With The Handmaiden, cinematic stylist and provocateur Park Chan-wook (Joint Security Area, Sympathy for Mr. Vengeance, Oldboy) crafts his most restrained and perhaps most crowd-pleasing film to date. After directing his first English-language picture, the disappointing Stoker and producing the much loved (but overpraised) sci-fi thriller Snowpiercer (both in 2013), Park returns to his native South Korea to make this irresistible erotic psychological thriller. Adapting Welsh writer Sarah Waters novel Fingersmith (2002), and transporting the action from Victorian era Britain to 1930s Japanese-occupied Korea, Park and co-screenwriter Chung Seo-kyung capitalize on the formal constraints of their historical setting to tell a distinctively modern, non-linear, sexually explicit tale of double dealings and unexpected loyalties.
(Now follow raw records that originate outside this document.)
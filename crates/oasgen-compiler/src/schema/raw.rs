use std::collections::BTreeMap;

use crate::diagnostics::Span;
use crate::ir::{Bound, JsonType, Literal, Number};
use crate::resolve::RefKey;

/// An unresolved `$ref`.
#[derive(Debug, Clone, PartialEq, Eq)]
pub struct SchemaRef {
    pub raw: String,
    pub key: RefKey,
    pub span: Span,
}

#[derive(Debug, Clone, PartialEq)]
pub enum Additional {
    Bool(bool),
    Schema(Box<RawSchema>),
}

#[derive(Debug, Clone, PartialEq)]
pub struct RawProperty {
    pub name: String,
    pub key_span: Span,
    pub schema: RawSchema,
}

#[derive(Debug, Clone, PartialEq)]
pub struct RawDiscriminator {
    pub property: String,
    /// `(wire value, reference, span of the mapping value)` in declaration
    /// order.
    pub mapping: Vec<(String, String, Span)>,
    pub span: Span,
}

/// A schema object with validated keywords.
///
/// Subschemas written inline are parsed recursively; `$ref`s are kept as
/// [`SchemaRef`] and resolved by the analyzer.
#[derive(Debug, Clone, PartialEq)]
pub struct RawSchema {
    pub span: Span,
    /// Identity of the schema node itself.
    pub key: RefKey,
    pub reference: Option<SchemaRef>,
    /// `true`/`false` schemas (3.1).
    pub boolean: Option<bool>,

    /// Declared types, `null` included, in declaration order.
    pub types: Vec<JsonType>,
    pub type_span: Option<Span>,
    /// 3.0 `nullable: true`.
    pub nullable: bool,
    pub format: Option<String>,
    pub title: Option<String>,
    pub description: Option<String>,
    pub default: Option<Literal>,

    pub enum_values: Option<Vec<Literal>>,
    pub const_value: Option<Literal>,

    pub properties: Vec<RawProperty>,
    pub required: Vec<String>,
    pub additional: Option<Additional>,
    pub pattern_properties: Vec<(String, RawSchema)>,
    pub property_names: Option<Box<RawSchema>>,
    pub min_properties: Option<u64>,
    pub max_properties: Option<u64>,

    pub items: Option<Box<RawSchema>>,
    pub prefix_items: Vec<RawSchema>,
    pub min_items: Option<u64>,
    pub max_items: Option<u64>,
    pub unique_items: bool,

    pub all_of: Vec<RawSchema>,
    pub one_of: Vec<RawSchema>,
    pub any_of: Vec<RawSchema>,
    pub not: Option<Box<RawSchema>>,
    pub discriminator: Option<RawDiscriminator>,

    pub minimum: Option<Bound>,
    pub maximum: Option<Bound>,
    pub multiple_of: Option<Number>,
    pub min_length: Option<u64>,
    pub max_length: Option<u64>,
    pub pattern: Option<String>,

    pub read_only: bool,
    pub write_only: bool,
    pub deprecated: bool,

    /// `x-ogen-name` (or `x-name`).
    pub x_name: Option<String>,
    /// `x-ogen-properties-type`.
    pub x_properties_type: Option<String>,
    /// `x-ogen-extra-tags`.
    pub x_extra_tags: BTreeMap<String, String>,
}

impl RawSchema {
    pub fn empty(key: RefKey, span: Span) -> Self {
        Self {
            span,
            key,
            reference: None,
            boolean: None,
            types: Vec::new(),
            type_span: None,
            nullable: false,
            format: None,
            title: None,
            description: None,
            default: None,
            enum_values: None,
            const_value: None,
            properties: Vec::new(),
            required: Vec::new(),
            additional: None,
            pattern_properties: Vec::new(),
            property_names: None,
            min_properties: None,
            max_properties: None,
            items: None,
            prefix_items: Vec::new(),
            min_items: None,
            max_items: None,
            unique_items: false,
            all_of: Vec::new(),
            one_of: Vec::new(),
            any_of: Vec::new(),
            not: None,
            discriminator: None,
            minimum: None,
            maximum: None,
            multiple_of: None,
            min_length: None,
            max_length: None,
            pattern: None,
            read_only: false,
            write_only: false,
            deprecated: false,
            x_name: None,
            x_properties_type: None,
            x_extra_tags: BTreeMap::new(),
        }
    }

    /// `nullable: true` or a `null` entry in `type`.
    pub fn is_nullable(&self) -> bool {
        self.nullable || self.types.contains(&JsonType::Null)
    }

    /// Declared types other than `null`.
    pub fn non_null_types(&self) -> Vec<JsonType> {
        self.types
            .iter()
            .copied()
            .filter(|t| *t != JsonType::Null)
            .collect()
    }

    /// `{type: null}` and nothing else that shapes a value.
    pub fn is_null_only(&self) -> bool {
        self.types == [JsonType::Null] && self.reference.is_none()
    }

    pub fn has_object_keywords(&self) -> bool {
        !self.properties.is_empty()
            || !self.required.is_empty()
            || self.additional.is_some()
            || !self.pattern_properties.is_empty()
            || self.property_names.is_some()
            || self.min_properties.is_some()
            || self.max_properties.is_some()
    }

    pub fn has_array_keywords(&self) -> bool {
        self.items.is_some()
            || !self.prefix_items.is_empty()
            || self.min_items.is_some()
            || self.max_items.is_some()
            || self.unique_items
    }

    pub fn has_string_keywords(&self) -> bool {
        self.min_length.is_some() || self.max_length.is_some() || self.pattern.is_some()
    }

    pub fn has_numeric_keywords(&self) -> bool {
        self.minimum.is_some() || self.maximum.is_some() || self.multiple_of.is_some()
    }

    pub fn has_composition(&self) -> bool {
        !self.all_of.is_empty() || !self.one_of.is_empty() || !self.any_of.is_empty()
    }

    /// Whether anything beside `$ref` and annotations shapes the value.
    pub fn has_constraints(&self) -> bool {
        !self.types.is_empty()
            || self.nullable
            || self.format.is_some()
            || self.enum_values.is_some()
            || self.const_value.is_some()
            || self.has_object_keywords()
            || self.has_array_keywords()
            || self.has_string_keywords()
            || self.has_numeric_keywords()
            || self.has_composition()
            || self.not.is_some()
            || self.discriminator.is_some()
    }
}
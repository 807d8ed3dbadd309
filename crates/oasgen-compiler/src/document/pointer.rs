//! RFC 6901 JSON pointers.

use super::node::{Node, Value};

/// Why a pointer failed to resolve.
#[derive(Debug, Clone, PartialEq, Eq, thiserror::Error)]
pub enum PointerError {
    #[error("pointer `{0}` must be empty or start with `/`")]
    Syntax(String),
    #[error("invalid escape in pointer token `{0}`")]
    Escape(String),
    #[error("no member `{token}` at `{at}`")]
    Missing { at: String, token: String },
}

/// Escape one reference token (`~` → `~0`, `/` → `~1`).
pub fn escape(token: &str) -> String {
    token.replace('~', "~0").replace('/', "~1")
}

pub fn unescape(token: &str) -> Result<String, PointerError> {
    let mut out = String::with_capacity(token.len());
    let mut chars = token.chars();
    while let Some(c) = chars.next() {
        if c != '~' {
            out.push(c);
            continue;
        }
        match chars.next() {
            Some('0') => out.push('~'),
            Some('1') => out.push('/'),
            _ => return Err(PointerError::Escape(token.to_string())),
        }
    }
    Ok(out)
}

/// Append an unescaped token to a pointer.
pub fn join(pointer: &str, token: &str) -> String {
    format!("{}/{}", pointer, escape(token))
}

/// Split a pointer into unescaped tokens.
pub fn parse(pointer: &str) -> Result<Vec<String>, PointerError> {
    if pointer.is_empty() {
        return Ok(Vec::new());
    }
    let Some(rest) = pointer.strip_prefix('/') else {
        return Err(PointerError::Syntax(pointer.to_string()));
    };
    rest.split('/').map(unescape).collect()
}

/// Walk `pointer` from `root`.
pub fn lookup<'n>(root: &'n Node, pointer: &str) -> Result<&'n Node, PointerError> {
    let mut node = root;
    let mut at = String::new();
    for token in parse(pointer)? {
        let next = match &node.value {
            Value::Object(o) => o.get(&token),
            Value::Array(items) => token
                .parse::<usize>()
                .ok()
                .filter(|_| token == "0" || !token.starts_with('0'))
                .and_then(|i| items.get(i)),
            _ => None,
        };
        let Some(next) = next else {
            return Err(PointerError::Missing {
                at: if at.is_empty() { "/".to_string() } else { at },
                token,
            });
        };
        at = join(&at, &token);
        node = next;
    }
    Ok(node)
}

/// Last token of a pointer, unescaped. Empty for the root pointer.
pub fn last_token(pointer: &str) -> String {
    match pointer.rfind('/') {
        Some(i) => unescape(&pointer[i + 1..]).unwrap_or_else(|_| pointer[i + 1..].to_string()),
        None => String::new(),
    }
}
//! Type arena: slots addressed by `TypeId`, filled while lowering.

use std::collections::HashMap;

use crate::diagnostics::Span;
use crate::document::Location;
use crate::ir::{Origin, TypeId, TypeKind, TypeRef};
use crate::resolve::RefKey;

/// A type under construction. `kind` is `None` while the body of a nominal
/// type is still being lowered.
#[derive(Debug, Clone)]
pub(crate) struct Slot {
    pub kind: Option<TypeKind>,
    pub origin: Origin,
    pub hint: String,
    pub span: Option<Span>,
    pub location: Option<Location>,
    pub description: Option<String>,
}

/// Rollback point for dropping a partially analyzed operation.
#[derive(Debug, Clone, Copy)]
pub(crate) struct Checkpoint {
    len: usize,
}

#[derive(Debug, Default)]
pub(crate) struct TypeArena {
    slots: Vec<Slot>,
    by_key: HashMap<RefKey, TypeId>,
    interned: HashMap<TypeKind, TypeId>,
}

impl TypeArena {
    pub fn new() -> Self {
        Self::default()
    }

    pub fn len(&self) -> usize {
        self.slots.len()
    }

    pub fn slot(&self, id: TypeId) -> &Slot {
        &self.slots[id.index()]
    }

    pub fn slots(&self) -> &[Slot] {
        &self.slots
    }

    pub fn into_slots(self) -> Vec<Slot> {
        self.slots
    }

    pub fn kind(&self, id: TypeId) -> Option<&TypeKind> {
        self.slots[id.index()].kind.as_ref()
    }

    pub fn kind_mut(&mut self, id: TypeId) -> Option<&mut TypeKind> {
        self.slots[id.index()].kind.as_mut()
    }

    /// Strip `Alias` and `Generic` layers.
    pub fn underlying(&self, mut id: TypeId) -> TypeId {
        for _ in 0..self.slots.len() {
            match self.kind(id) {
                Some(TypeKind::Alias { target }) => id = target.id,
                Some(TypeKind::Generic { inner, .. }) => id = inner.id,
                _ => break,
            }
        }
        id
    }

    /// Reserve an empty nominal slot.
    pub fn reserve(&mut self, origin: Origin, hint: impl Into<String>) -> TypeId {
        let id = TypeId(self.slots.len() as u32);
        self.slots.push(Slot {
            kind: None,
            origin,
            hint: hint.into(),
            span: None,
            location: None,
            description: None,
        });
        id
    }

    pub fn fill(&mut self, id: TypeId, kind: TypeKind) {
        self.slots[id.index()].kind = Some(kind);
    }

    pub fn describe(&mut self, id: TypeId, span: Span, location: Location, description: Option<String>) {
        let slot = &mut self.slots[id.index()];
        if slot.span.is_none() {
            slot.span = Some(span);
        }
        if slot.location.is_none() {
            slot.location = Some(location);
        }
        if slot.description.is_none() {
            slot.description = description;
        }
    }

    /// Add a finished type. Structural kinds are shared: an equal kind
    /// returns the existing slot and `hint` is dropped.
    pub fn add(&mut self, kind: TypeKind, origin: Origin, hint: impl Into<String>) -> TypeId {
        if kind.is_structural()
            && let Some(&id) = self.interned.get(&kind)
        {
            return id;
        }
        let structural = kind.is_structural();
        let id = self.reserve(origin, hint);
        if structural {
            self.interned.insert(kind.clone(), id);
        }
        self.fill(id, kind);
        id
    }

    /// Structural wrapper with normalized bits: a `Generic` never wraps
    /// another `Generic`.
    pub fn wrap(&mut self, inner: TypeId, optional: bool, nullable: bool) -> TypeId {
        if !optional && !nullable {
            return inner;
        }
        let (inner, optional, nullable) = match self.kind(inner) {
            Some(TypeKind::Generic {
                optional: o,
                nullable: n,
                inner: i,
            }) => (i.id, optional || *o, nullable || *n),
            _ => (inner, optional, nullable),
        };
        let kind = TypeKind::Generic {
            optional,
            nullable,
            inner: TypeRef::new(inner),
        };
        self.add(kind, Origin::Builtin, "")
    }

    pub fn by_key(&self, key: &RefKey) -> Option<TypeId> {
        self.by_key.get(key).copied()
    }

    pub fn bind(&mut self, key: RefKey, id: TypeId) {
        self.by_key.insert(key, id);
    }

    pub fn checkpoint(&self) -> Checkpoint {
        Checkpoint {
            len: self.slots.len(),
        }
    }

    /// Drop every slot created after `checkpoint`.
    pub fn rollback(&mut self, checkpoint: Checkpoint) {
        let len = checkpoint.len;
        self.slots.truncate(len);
        self.by_key.retain(|_, id| id.index() < len);
        self.interned.retain(|_, id| id.index() < len);
    }
}
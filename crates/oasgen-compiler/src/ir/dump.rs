//! Deterministic text rendering of a sealed IR.
//!
//! Used by the CLI output and by snapshot tests. Types are listed in their
//! topological order; an edge is printed as the target's name, prefixed with
//! `*` when it is indirect.

use std::fmt::{self, Write as _};

use super::{
    BodyShape, Content, Discriminator, Ir, Operation, Parameter, ParameterContent, SchemeKind,
    Type, TypeKind, TypeRef, Validation,
};

pub fn dump(ir: &Ir) -> String {
    let mut out = String::new();
    write_ir(&mut out, ir).expect("String write never fails");
    out
}

fn write_ir(out: &mut String, ir: &Ir) -> fmt::Result {
    writeln!(out, "openapi {}", ir.spec_version)?;

    if !ir.types.is_empty() {
        writeln!(out, "\n[types]")?;
        let width = width_for_count(ir.types.len());
        for (i, ty) in ir.types.iter().enumerate() {
            write_type(out, ir, i, width, ty)?;
        }
    }

    if !ir.operations.is_empty() {
        writeln!(out, "\n[operations]")?;
        for op in &ir.operations {
            write_operation(out, ir, op)?;
        }
    }

    if !ir.webhooks.is_empty() {
        writeln!(out, "\n[webhooks]")?;
        for hook in &ir.webhooks {
            let ops: Vec<&str> = hook
                .operations
                .iter()
                .map(|id| ir.operation(*id).name.as_str())
                .collect();
            writeln!(out, "{} = {}", hook.name, ops.join(", "))?;
        }
    }

    let routes = ir.router.routes();
    if !routes.is_empty() {
        writeln!(out, "\n[routes]")?;
        for (method, template, op) in routes {
            writeln!(out, "{} {} -> {}", method, template, ir.operation(op).name)?;
        }
    }

    if !ir.security.is_empty() {
        writeln!(out, "\n[security]")?;
        for scheme in &ir.security.schemes {
            write!(out, "{} ({}) {}", scheme.name, scheme.key, scheme.kind.name())?;
            match &scheme.kind {
                SchemeKind::ApiKey { name, in_ } => write!(out, " {} in {}", name, in_.as_str())?,
                SchemeKind::Http {
                    scheme,
                    bearer_format,
                } => {
                    write!(out, " {}", scheme)?;
                    if let Some(format) = bearer_format {
                        write!(out, " ({})", format)?;
                    }
                }
                SchemeKind::OAuth2 { flows } => {
                    for flow in flows {
                        let scopes: Vec<&str> = flow.scopes.keys().map(String::as_str).collect();
                        write!(out, " {}[{}]", flow.kind.as_str(), scopes.join(","))?;
                    }
                }
                SchemeKind::OpenIdConnect { url } => write!(out, " {}", url)?,
                SchemeKind::MutualTls => {}
            }
            writeln!(out)?;
        }
    }

    if !ir.groups.is_empty() {
        writeln!(out, "\n[groups]")?;
        for group in &ir.groups {
            let ops: Vec<&str> = group
                .operations
                .iter()
                .map(|id| ir.operation(*id).name.as_str())
                .collect();
            writeln!(out, "{} = {}", group.name, ops.join(", "))?;
        }
    }

    let features: Vec<&str> = ir.features.iter().map(|f| f.as_str()).collect();
    let formats: Vec<&str> = ir.features.formats().collect();
    if !features.is_empty() || !formats.is_empty() {
        writeln!(out, "\n[features]")?;
        if !features.is_empty() {
            writeln!(out, "{}", features.join(" "))?;
        }
        if !formats.is_empty() {
            writeln!(out, "formats: {}", formats.join(" "))?;
        }
    }

    Ok(())
}

fn width_for_count(count: usize) -> usize {
    count.saturating_sub(1).to_string().len()
}

fn edge(ir: &Ir, r: TypeRef) -> String {
    let name = &ir.ty(r.id).name;
    if r.indirect {
        format!("*{}", name)
    } else {
        name.clone()
    }
}

fn write_type(out: &mut String, ir: &Ir, index: usize, width: usize, ty: &Type) -> fmt::Result {
    write!(out, "T{:0width$} {} = ", index, ty.name, width = width)?;
    match &ty.kind {
        TypeKind::Primitive {
            kind,
            format,
            validation,
        } => {
            write!(out, "{}", kind.name().to_ascii_lowercase())?;
            if let Some(format) = format {
                write!(out, " format={}", format.as_str())?;
            }
            write_validation(out, validation)?;
            writeln!(out)?;
        }
        TypeKind::Enum { base, values } => {
            writeln!(out, "enum {}", base.json_type().as_str())?;
            for value in values {
                writeln!(out, "    {} = {}", value.name, value.value)?;
            }
        }
        TypeKind::Array {
            element,
            min_items,
            max_items,
            unique,
        } => {
            write!(out, "[]{}", edge(ir, *element))?;
            if let Some(min) = min_items {
                write!(out, " minItems={}", min)?;
            }
            if let Some(max) = max_items {
                write!(out, " maxItems={}", max)?;
            }
            if *unique {
                write!(out, " unique")?;
            }
            writeln!(out)?;
        }
        TypeKind::Map {
            value,
            patterns,
            props,
            closed,
            key,
        } => {
            write!(out, "map")?;
            if let Some(props) = props {
                write!(out, " props={}", edge(ir, *props))?;
            }
            if let Some(value) = value {
                write!(out, " value={}", edge(ir, *value))?;
            }
            if *closed {
                write!(out, " closed")?;
            }
            if let Some(pattern) = &key.pattern {
                write!(out, " keyPattern={:?}", pattern)?;
            }
            if let Some(min) = key.min_properties {
                write!(out, " minProperties={}", min)?;
            }
            if let Some(max) = key.max_properties {
                write!(out, " maxProperties={}", max)?;
            }
            writeln!(out)?;
            for pattern in patterns {
                writeln!(out, "    /{}/: {}", pattern.pattern, edge(ir, pattern.value))?;
            }
        }
        TypeKind::Struct { fields, closed } => {
            writeln!(out, "struct{}", if *closed { " closed" } else { "" })?;
            for field in fields {
                write!(
                    out,
                    "    {} {:?}: {}",
                    field.target_name,
                    field.name,
                    edge(ir, field.ty)
                )?;
                if field.required {
                    write!(out, " required")?;
                }
                if let Some(default) = &field.default {
                    write!(out, " default={}", default)?;
                }
                for (k, v) in &field.extra_tags {
                    write!(out, " {}:{:?}", k, v)?;
                }
                writeln!(out)?;
            }
        }
        TypeKind::Sum {
            variants,
            discriminator,
        } => {
            match discriminator {
                Discriminator::Explicit { property } => {
                    writeln!(out, "sum {} {:?}", discriminator.name(), property)?
                }
                _ => writeln!(out, "sum {}", discriminator.name())?,
            }
            for variant in variants {
                write!(out, "    {}: {}", variant.name, edge(ir, variant.ty))?;
                if !variant.tags.is_empty() {
                    write!(out, " tags={:?}", variant.tags)?;
                }
                if !variant.unique_fields.is_empty() {
                    write!(out, " fields={:?}", variant.unique_fields)?;
                }
                if let Some(json_type) = variant.json_type {
                    write!(out, " type={}", json_type.as_str())?;
                }
                if let Some(content_type) = &variant.content_type {
                    write!(out, " content={}", content_type)?;
                }
                writeln!(out)?;
            }
        }
        TypeKind::Tuple { elements } => {
            let elements: Vec<String> = elements.iter().map(|e| edge(ir, *e)).collect();
            writeln!(out, "({})", elements.join(", "))?;
        }
        TypeKind::Alias { target } => writeln!(out, "alias {}", edge(ir, *target))?,
        TypeKind::Generic {
            optional,
            nullable,
            inner,
        } => {
            let prefix = match (optional, nullable) {
                (true, true) => "optional nullable",
                (true, false) => "optional",
                (false, true) => "nullable",
                (false, false) => "plain",
            };
            writeln!(out, "{} {}", prefix, edge(ir, *inner))?;
        }
        TypeKind::Any => writeln!(out, "any")?,
        TypeKind::Stream => writeln!(out, "stream")?,
    }
    Ok(())
}

fn write_validation(out: &mut String, v: &Validation) -> fmt::Result {
    if let Some(min) = v.min_length {
        write!(out, " minLength={}", min)?;
    }
    if let Some(max) = v.max_length {
        write!(out, " maxLength={}", max)?;
    }
    if let Some(pattern) = &v.pattern {
        write!(out, " pattern={:?}", pattern)?;
    }
    if let Some(min) = v.minimum {
        let op = if min.exclusive { ">" } else { ">=" };
        write!(out, " {}{}", op, min.value)?;
    }
    if let Some(max) = v.maximum {
        let op = if max.exclusive { "<" } else { "<=" };
        write!(out, " {}{}", op, max.value)?;
    }
    if let Some(of) = v.multiple_of {
        write!(out, " multipleOf={}", of)?;
    }
    for excluded in &v.excluded {
        write!(out, " !={}", excluded)?;
    }
    Ok(())
}

fn write_operation(out: &mut String, ir: &Ir, op: &Operation) -> fmt::Result {
    match &op.path {
        Some(path) => writeln!(out, "{} {} {}", op.name, op.method, path)?,
        None => writeln!(out, "{} {} (webhook)", op.name, op.method)?,
    }
    if let Some(group) = &op.group {
        writeln!(out, "  group {}", group)?;
    }
    if op.deprecated {
        writeln!(out, "  deprecated")?;
    }
    for param in &op.params {
        write_param(out, ir, "param", param)?;
    }
    if let Some(body) = &op.request_body {
        let shape = match body.shape {
            BodyShape::Single(_) => "single",
            BodyShape::Shared(_) => "shared",
            BodyShape::PerContent(_) => "per-content",
        };
        write!(out, "  request {} {}", shape, edge(ir, body.shape.ty()))?;
        writeln!(out, "{}", if body.required { " required" } else { "" })?;
        for content in &body.contents {
            write_content(out, ir, content)?;
        }
    }
    for response in op.responses.values() {
        write!(out, "  response {}", response.status)?;
        if let Some(shape) = response.shape {
            write!(out, " {}", edge(ir, shape.ty()))?;
        }
        writeln!(out)?;
        for header in &response.headers {
            write_param(out, ir, "  header", header)?;
        }
        for content in &response.contents {
            write_content(out, ir, content)?;
        }
    }
    for requirement in &op.security {
        let schemes: Vec<String> = requirement
            .schemes
            .iter()
            .map(|s| {
                if s.scopes.is_empty() {
                    s.scheme.clone()
                } else {
                    format!("{}[{}]", s.scheme, s.scopes.join(","))
                }
            })
            .collect();
        if schemes.is_empty() {
            writeln!(out, "  security anonymous")?;
        } else {
            writeln!(out, "  security {}", schemes.join(" + "))?;
        }
    }
    Ok(())
}

fn write_param(out: &mut String, ir: &Ir, label: &str, param: &Parameter) -> fmt::Result {
    write!(
        out,
        "  {} {} {:?} in {}",
        label,
        param.target_name,
        param.name,
        param.in_.as_str()
    )?;
    match &param.content {
        ParameterContent::Schema(ty) => {
            write!(out, " {}", param.style.as_str())?;
            if param.explode {
                write!(out, " explode")?;
            }
            write!(out, ": {}", edge(ir, *ty))?;
        }
        ParameterContent::Content { media, ty } => {
            write!(out, " content {}: {}", media, edge(ir, *ty))?;
        }
    }
    if param.required {
        write!(out, " required")?;
    }
    if param.allow_reserved {
        write!(out, " allowReserved")?;
    }
    writeln!(out)
}

fn write_content(out: &mut String, ir: &Ir, content: &Content) -> fmt::Result {
    writeln!(
        out,
        "    {} ({}): {}",
        content.media,
        content.kind.name(),
        edge(ir, content.ty)
    )?;
    for (field, encoding) in &content.encodings {
        write!(out, "      encoding {}", field)?;
        if let Some(content_type) = &encoding.content_type {
            write!(out, " contentType={}", content_type)?;
        }
        if let Some(style) = encoding.style {
            write!(out, " style={}", style.as_str())?;
        }
        if let Some(explode) = encoding.explode {
            write!(out, " explode={}", explode)?;
        }
        writeln!(out)?;
    }
    Ok(())
}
Kim Tae-ri plays Sook-Hee, a pickpocket enlisted by a Korean con man posing as a Japanese count in order to scam a rich book dealer. Sook-Hee is tasked with serving as handmaiden to the nobleman’s niece, Hideko (Kim Min-hee) and helping to persuade her to marry the fake count, who plans to abscond with her inheritance. Many twists and turns ensue—all totally credible in the context of the narrative. The film is told in three installments; each from a different point of view, each covering some of the same ground and then moving the story forward, and each filling in key information left out of the previous chapters. It’s an entirely justified and satisfying use of an episodic structure that doubles back on itself—the kind of cinematic storytelling that devolved into an overused gimmick in the post-Pulp Fiction 1990s.
Park employs his usual mastery of composition, color, and editorial dexterity, but The Handmaiden is practically devoid of his signature ultra-violence. The exuberant cruelty that highlights most of his movies is internalized in this carefully controlled period piece. And in lieu of elaborately crafted depictions of brutality, The Handmaiden delights in rousingly graphic portrayals of sex. But these charged scenes of frenzied lovemaking feel neither gratuitous nor pornographic because they take the viewer straight to the heart of the film’s themes of female empowerment and patriarchy toppling. Thus Park succeeds in creating a flagrantly male gaze based piece of erotica that tells an unabashed neo-feminist story with winning characters and captivating plot construction that should enchant a wide range of viewers.